Records contained in a dataset

□ □ □ □

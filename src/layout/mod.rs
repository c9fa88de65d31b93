// Copyright 2024 FastLabs Developers
//
// Licensed under the Apache License, Version 2.0 (the "License");
// you may not use this file except in compliance with the License.
// You may obtain a copy of the License at
//
//     http://www.apache.org/licenses/LICENSE-2.0
//
// Unless required by applicable law or agreed to in writing, software
// distributed under the License is distributed on an "AS IS" BASIS,
// WITHOUT WARRANTIES OR CONDITIONS OF ANY KIND, either express or implied.
// See the License for the specific language governing permissions and
// limitations under the License.

//! Layouts for formatting log records.

use std::fmt;

use crate::Error;
use crate::record::Record;

mod pattern;

pub use self::pattern::PatternLayout;

/// A layout for formatting log records.
pub trait Layout: fmt::Debug + Send + Sync + 'static {
    /// Formats a log record into bytes.
    fn format(&self, record: &Record) -> Result<Vec<u8>, Error>;

    /// Static text an appender emits when it opens its sink.
    ///
    /// Default to none.
    fn header(&self) -> Option<Vec<u8>> {
        None
    }

    /// Static text an appender emits when it closes its sink.
    ///
    /// Default to none.
    fn footer(&self) -> Option<Vec<u8>> {
        None
    }
}

impl<T: Layout> From<T> for Box<dyn Layout> {
    fn from(value: T) -> Self {
        Box::new(value)
    }
}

□ □ □ □

What needs to be done:
Look above for every line with the word "Error" and copy it.

Output of the task:
use crate::Error;
    fn format(&self, record: &Record) -> Result<Vec<u8>, Error>;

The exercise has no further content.